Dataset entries
───
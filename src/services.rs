//! Service layer wiring the engine together
//!
//! `ServiceBuilder` takes a validated `BotConfig` plus optional collaborator
//! overrides and produces a `ServiceContainer` owning every engine object.
//! The container hands out a ready `CommandRouter`.

use crate::chat::handlers::{
    AcceptCommand, AddCustomCommand, BetCommand, CheckCommand, CoinCommand, DrawCommand, EditCustomCommand,
    EnterCommand, FoodCommand, GameCategoryCommand, HitCommand, KeywordCounters, ListCustomCommands, ResetCommand, RouletteCommand,
    ShoutoutCommand, TimeCommand,
};
use crate::chat::router::CommandRouter;
use crate::chat::stores::{CounterStore, CustomCommands, Menu};
use crate::common::traits::{
    ChannelCategories, ChatSink, IdentityResolver, LoggingModerator, LoggingPresenter, Moderator, PrivilegeChecker,
    PropPresenter, StaticCategories, StaticDirectory, StaticPrivileges, StdoutSink,
};
use crate::config::BotConfig;
use crate::cooldown::CooldownLimiter;
use crate::errors::{BotResult, ConfigurationError};
use crate::games::roulette::{EliminationGame, RouletteSettings};
use crate::games::wager::{WagerEscrow, WagerSettings};
use crate::giveaway::EntryPool;
use crate::ledger::Ledger;
use crate::metrics::EngineMetrics;
use crate::scheduler::TaskScheduler;
use crate::storage::JsonStore;
use rand::rngs::StdRng;
use rand::SeedableRng;
use std::sync::Arc;
use std::time::Duration;

/// Outside-world dependencies of the engine
#[derive(Clone)]
pub struct Collaborators {
    pub identity: Arc<dyn IdentityResolver>,
    pub moderator: Arc<dyn Moderator>,
    pub presenter: Arc<dyn PropPresenter>,
    pub privileges: Arc<dyn PrivilegeChecker>,
    pub categories: Arc<dyn ChannelCategories>,
    pub sink: Arc<dyn ChatSink>,
}

impl Collaborators {
    /// Local stand-ins driven by the `[console]` config section
    pub fn local(config: &BotConfig) -> Self {
        Self {
            identity: Arc::new(StaticDirectory::new(config.console.directory.clone())),
            moderator: Arc::new(LoggingModerator),
            presenter: Arc::new(LoggingPresenter),
            privileges: Arc::new(StaticPrivileges::new(config.console.privileged_viewers.clone())),
            categories: Arc::new(StaticCategories::new(config.console.categories.clone())),
            sink: Arc::new(StdoutSink),
        }
    }
}

/// Owns every engine object for one channel
pub struct ServiceContainer {
    config: BotConfig,
    collaborators: Collaborators,
    scheduler: TaskScheduler,
    metrics: Arc<EngineMetrics>,
    cooldowns: Arc<CooldownLimiter>,
    ledger: Arc<Ledger>,
    pool: Arc<EntryPool>,
    escrow: Arc<WagerEscrow>,
    game: Arc<EliminationGame>,
    counters: Arc<CounterStore>,
    custom: Arc<CustomCommands>,
}

impl ServiceContainer {
    pub fn new(config: BotConfig, collaborators: Collaborators, seed: Option<u64>) -> BotResult<Self> {
        config
            .validate()
            .map_err(|e| ConfigurationError::ValidationFailed(e.to_string()))?;

        let storage = &config.storage;
        std::fs::create_dir_all(&storage.data_directory)?;

        let rng = |salt: u64| match seed {
            Some(seed) => StdRng::seed_from_u64(seed.wrapping_add(salt)),
            None => StdRng::from_entropy(),
        };

        let scheduler = TaskScheduler::new();
        let metrics = Arc::new(EngineMetrics::new());
        let cooldowns = Arc::new(CooldownLimiter::new());

        let ledger = Arc::new(Ledger::open(JsonStore::new(storage.path_of(&storage.balances_file))));
        let pool = Arc::new(EntryPool::with_rng(
            JsonStore::new(storage.path_of(&storage.entries_file)),
            config.giveaway.privileged_weight,
            rng(1),
        ));
        let counters = Arc::new(CounterStore::open(JsonStore::new(storage.path_of(&storage.counters_file))));
        let custom = Arc::new(CustomCommands::open(JsonStore::new(storage.path_of(&storage.commands_file))));

        let escrow = Arc::new(
            WagerEscrow::new(
                ledger.clone(),
                collaborators.identity.clone(),
                collaborators.sink.clone(),
                scheduler.clone(),
                metrics.clone(),
                WagerSettings {
                    starting_balance: config.economy.starting_balance,
                    timeout: config.wager_timeout(),
                },
            )
            .with_rng(rng(2)),
        );

        let game = Arc::new(
            EliminationGame::new(
                collaborators.identity.clone(),
                collaborators.moderator.clone(),
                collaborators.presenter.clone(),
                collaborators.sink.clone(),
                scheduler.clone(),
                metrics.clone(),
                JsonStore::new(storage.path_of(&storage.bullet_file)),
                RouletteSettings::from_config(&config),
            )
            .with_rng(rng(3)),
        );

        tracing::info!(
            channel = %config.channel.channel_name,
            data_dir = %storage.data_directory.display(),
            "Services initialized"
        );

        Ok(Self {
            config,
            collaborators,
            scheduler,
            metrics,
            cooldowns,
            ledger,
            pool,
            escrow,
            game,
            counters,
            custom,
        })
    }

    pub fn config(&self) -> &BotConfig {
        &self.config
    }

    pub fn ledger(&self) -> Arc<Ledger> {
        Arc::clone(&self.ledger)
    }

    pub fn entry_pool(&self) -> Arc<EntryPool> {
        Arc::clone(&self.pool)
    }

    pub fn escrow(&self) -> Arc<WagerEscrow> {
        Arc::clone(&self.escrow)
    }

    pub fn game(&self) -> Arc<EliminationGame> {
        Arc::clone(&self.game)
    }

    pub fn metrics(&self) -> Arc<EngineMetrics> {
        Arc::clone(&self.metrics)
    }

    pub fn scheduler(&self) -> TaskScheduler {
        self.scheduler.clone()
    }

    /// Build the router with every built-in command registered
    pub fn router(&self) -> CommandRouter {
        let config = &self.config;
        let storage = &config.storage;
        let keyword_interval = Duration::from_secs(config.cooldowns.keyword_seconds);

        let mut router = CommandRouter::new(
            config.channel.command_prefix.clone(),
            self.custom.clone(),
            self.cooldowns.clone(),
            self.collaborators.sink.clone(),
            self.metrics.clone(),
        );

        router
            .register(
                "coin",
                Arc::new(CoinCommand {
                    ledger: self.ledger.clone(),
                    identity: self.collaborators.identity.clone(),
                }),
            )
            .register(
                "bet",
                Arc::new(BetCommand {
                    escrow: self.escrow.clone(),
                    cooldown: Duration::from_secs(config.economy.bet_cooldown_seconds),
                }),
            )
            .register("accept", Arc::new(AcceptCommand { escrow: self.escrow.clone() }))
            .register("russianroulette", Arc::new(RouletteCommand { game: self.game.clone() }))
            .register(
                "enter",
                Arc::new(EnterCommand {
                    pool: self.pool.clone(),
                    privileges: self.collaborators.privileges.clone(),
                    metrics: self.metrics.clone(),
                }),
            )
            .register(
                "random",
                Arc::new(DrawCommand {
                    pool: self.pool.clone(),
                    winner_store: JsonStore::new(storage.path_of(&storage.winner_file)),
                    presenter: self.collaborators.presenter.clone(),
                    scheduler: self.scheduler.clone(),
                    metrics: self.metrics.clone(),
                    wheel_source: config.giveaway.wheel_source.clone(),
                    wheel_duration: config.wheel_duration(),
                }),
            )
            .register("reset", Arc::new(ResetCommand { pool: self.pool.clone() }))
            .register("check", Arc::new(CheckCommand { pool: self.pool.clone() }))
            .register("addcom", Arc::new(AddCustomCommand { custom: self.custom.clone() }))
            .register("editcom", Arc::new(EditCustomCommand { custom: self.custom.clone() }))
            .register("listcom", Arc::new(ListCustomCommands { custom: self.custom.clone() }))
            .register("time", Arc::new(TimeCommand::with_offset_hours(config.channel.utc_offset_hours)))
            .register(
                "hit",
                Arc::new(HitCommand::new(Duration::from_secs(config.cooldowns.hit_seconds))),
            )
            .register("so", Arc::new(ShoutoutCommand))
            .register(
                "game",
                Arc::new(GameCategoryCommand {
                    categories: self.collaborators.categories.clone(),
                }),
            )
            .register(
                "food",
                Arc::new(FoodCommand::new(Menu::new(JsonStore::new(storage.path_of(&storage.menu_file))))),
            )
            // chat-native spellings
            .alias("ต่อย", "hit")
            .alias("กินไรดี", "food")
            .alias("สุ่ม", "enter");

        router.add_responder(Arc::new(KeywordCounters::new(
            config.cooldowns.counter_triggers.clone(),
            config.cooldowns.counter_exact_triggers.clone(),
            self.counters.clone(),
            self.cooldowns.clone(),
            keyword_interval,
        )));

        router
    }
}

/// Builder for service containers with collaborator overrides
pub struct ServiceBuilder {
    config: BotConfig,
    identity: Option<Arc<dyn IdentityResolver>>,
    moderator: Option<Arc<dyn Moderator>>,
    presenter: Option<Arc<dyn PropPresenter>>,
    privileges: Option<Arc<dyn PrivilegeChecker>>,
    categories: Option<Arc<dyn ChannelCategories>>,
    sink: Option<Arc<dyn ChatSink>>,
    seed: Option<u64>,
}

impl ServiceBuilder {
    pub fn new(config: BotConfig) -> Self {
        Self {
            config,
            identity: None,
            moderator: None,
            presenter: None,
            privileges: None,
            categories: None,
            sink: None,
            seed: None,
        }
    }

    pub fn with_identity(mut self, identity: Arc<dyn IdentityResolver>) -> Self {
        self.identity = Some(identity);
        self
    }

    pub fn with_moderator(mut self, moderator: Arc<dyn Moderator>) -> Self {
        self.moderator = Some(moderator);
        self
    }

    pub fn with_presenter(mut self, presenter: Arc<dyn PropPresenter>) -> Self {
        self.presenter = Some(presenter);
        self
    }

    pub fn with_privileges(mut self, privileges: Arc<dyn PrivilegeChecker>) -> Self {
        self.privileges = Some(privileges);
        self
    }

    pub fn with_categories(mut self, categories: Arc<dyn ChannelCategories>) -> Self {
        self.categories = Some(categories);
        self
    }

    pub fn with_sink(mut self, sink: Arc<dyn ChatSink>) -> Self {
        self.sink = Some(sink);
        self
    }

    /// Make every random draw reproducible
    pub fn with_seed(mut self, seed: u64) -> Self {
        self.seed = Some(seed);
        self
    }

    pub fn build(self) -> BotResult<ServiceContainer> {
        let local = Collaborators::local(&self.config);
        let collaborators = Collaborators {
            identity: self.identity.unwrap_or(local.identity),
            moderator: self.moderator.unwrap_or(local.moderator),
            presenter: self.presenter.unwrap_or(local.presenter),
            privileges: self.privileges.unwrap_or(local.privileges),
            categories: self.categories.unwrap_or(local.categories),
            sink: self.sink.unwrap_or(local.sink),
        };
        ServiceContainer::new(self.config, collaborators, self.seed)
    }
}

#[cfg(test)]
mod tests {
    use super::*;
    use crate::common::traits::RecordingSink;
    use crate::common::types::ChatEvent;
    use tempfile::TempDir;

    #[tokio::test]
    async fn test_router_has_every_command() {
        let dir = TempDir::new().unwrap();
        let services = ServiceBuilder::new(BotConfig::testing(dir.path()))
            .with_sink(Arc::new(RecordingSink::new()))
            .build()
            .unwrap();

        let commands = services.router().commands();
        for name in [
            "coin", "bet", "accept", "russianroulette", "enter", "random", "reset", "check", "addcom",
            "editcom", "listcom", "time", "hit", "so", "game", "food",
        ] {
            assert!(commands.iter().any(|c| c == name), "missing {}", name);
        }
    }

    #[test]
    fn test_invalid_config_is_rejected() {
        let dir = TempDir::new().unwrap();
        let mut config = BotConfig::testing(dir.path());
        config.channel.broadcaster_id = String::new();

        assert!(ServiceBuilder::new(config).build().is_err());
    }

    #[tokio::test]
    async fn test_console_directory_feeds_identity() {
        let dir = TempDir::new().unwrap();
        let mut config = BotConfig::testing(dir.path());
        config.console.directory.insert("bob".to_string(), "2000".to_string());

        let services = ServiceBuilder::new(config)
            .with_sink(Arc::new(RecordingSink::new()))
            .build()
            .unwrap();
        services.ledger().ensure("2000", 1000).unwrap();

        let lines = services
            .router()
            .dispatch(&ChatEvent::new("1000", "alice", "!coin @bob"))
            .await;
        assert_eq!(lines, vec!["bob has 1000 coins."]);
    }
}
use crate::common::types::{Player, UserId};
use chrono::{DateTime, Utc};
use serde::{Deserialize, Serialize};
use std::fmt;

/// A proposed two-party bet, keyed by the opponent while pending
#[derive(Debug, Clone, Serialize, Deserialize, PartialEq, Eq)]
#[serde(rename_all = "camelCase")]
pub struct Wager {
    pub challenger_id: UserId,
    pub challenger_name: String,
    pub opponent_id: UserId,
    pub opponent_name: String,
    pub amount: u64,
    pub created_at: DateTime<Utc>,
}

/// Which side of a wager won the coin flip
#[derive(Debug, Clone, Copy, Serialize, Deserialize, PartialEq, Eq)]
#[serde(rename_all = "lowercase")]
pub enum WagerSide {
    Challenger,
    Opponent,
}

impl fmt::Display for WagerSide {
    fn fmt(&self, f: &mut fmt::Formatter<'_>) -> fmt::Result {
        match self {
            WagerSide::Challenger => write!(f, "challenger"),
            WagerSide::Opponent => write!(f, "opponent"),
        }
    }
}

/// A freshly recorded wager and what it replaced
#[derive(Debug, Clone)]
pub struct WagerProposal {
    pub wager: Wager,
    /// Validity token for this wager's expiry timer
    pub generation: u64,
    /// Pending wager against the same opponent that this one displaced
    pub superseded: Option<Wager>,
}

/// Result of an accepted wager after funds moved
#[derive(Debug, Clone, PartialEq, Eq)]
pub struct WagerSettlement {
    pub wager: Wager,
    pub winner: WagerSide,
    /// Coins actually moved; below `wager.amount` when the loser spent part
    /// of the stake before acceptance
    pub paid: u64,
    pub winner_balance: u64,
    pub loser_balance: u64,
}

impl WagerSettlement {
    pub fn winner_name(&self) -> &str {
        match self.winner {
            WagerSide::Challenger => &self.wager.challenger_name,
            WagerSide::Opponent => &self.wager.opponent_name,
        }
    }

    pub fn loser_name(&self) -> &str {
        match self.winner {
            WagerSide::Challenger => &self.wager.opponent_name,
            WagerSide::Opponent => &self.wager.challenger_name,
        }
    }

    pub fn is_short(&self) -> bool {
        self.paid < self.wager.amount
    }

    pub fn winner_id(&self) -> &str {
        match self.winner {
            WagerSide::Challenger => &self.wager.challenger_id,
            WagerSide::Opponent => &self.wager.opponent_id,
        }
    }

    pub fn loser_id(&self) -> &str {
        match self.winner {
            WagerSide::Challenger => &self.wager.opponent_id,
            WagerSide::Opponent => &self.wager.challenger_id,
        }
    }
}

/// One pull of the trigger
#[derive(Debug, Clone, PartialEq, Eq)]
pub struct TurnEvent {
    pub shot: u8,
    pub player: Player,
    pub eliminated: bool,
}

/// What happened to the loser's penalty
#[derive(Debug, Clone, PartialEq, Eq)]
pub enum PenaltyOutcome {
    /// Penalty accepted by the moderation service
    Applied { target: Player, redirected: bool },
    /// Target id never resolved, nothing to penalize
    Skipped { target: Player },
    /// Both players are the exempt identity
    Exempt,
    /// Moderation service refused or errored
    Failed { target: Player, error: String },
}

impl PenaltyOutcome {
    pub fn target(&self) -> Option<&Player> {
        match self {
            PenaltyOutcome::Applied { target, .. }
            | PenaltyOutcome::Skipped { target }
            | PenaltyOutcome::Failed { target, .. } => Some(target),
            PenaltyOutcome::Exempt => None,
        }
    }

    /// Whether the moderation collaborator was called
    pub fn attempted(&self) -> bool {
        matches!(self, PenaltyOutcome::Applied { .. } | PenaltyOutcome::Failed { .. })
    }
}

/// Full record of one finished elimination game
#[derive(Debug, Clone, PartialEq, Eq)]
pub struct GameReport {
    pub initiator: Player,
    pub target: Player,
    pub bullet_slot: u8,
    pub turns: Vec<TurnEvent>,
    pub loser: Player,
    pub penalty: PenaltyOutcome,
}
───
Exercise description:
Whenever the word "Some" shows up in a line of the entries, copy that line.

Exercise answer:
            Some(seed) => StdRng::seed_from_u64(seed.wrapping_add(salt)),
        self.identity = Some(identity);
        self.moderator = Some(moderator);
        self.presenter = Some(presenter);
        self.privileges = Some(privileges);
        self.categories = Some(categories);
        self.sink = Some(sink);
        self.seed = Some(seed);
            | PenaltyOutcome::Failed { target, .. } => Some(target),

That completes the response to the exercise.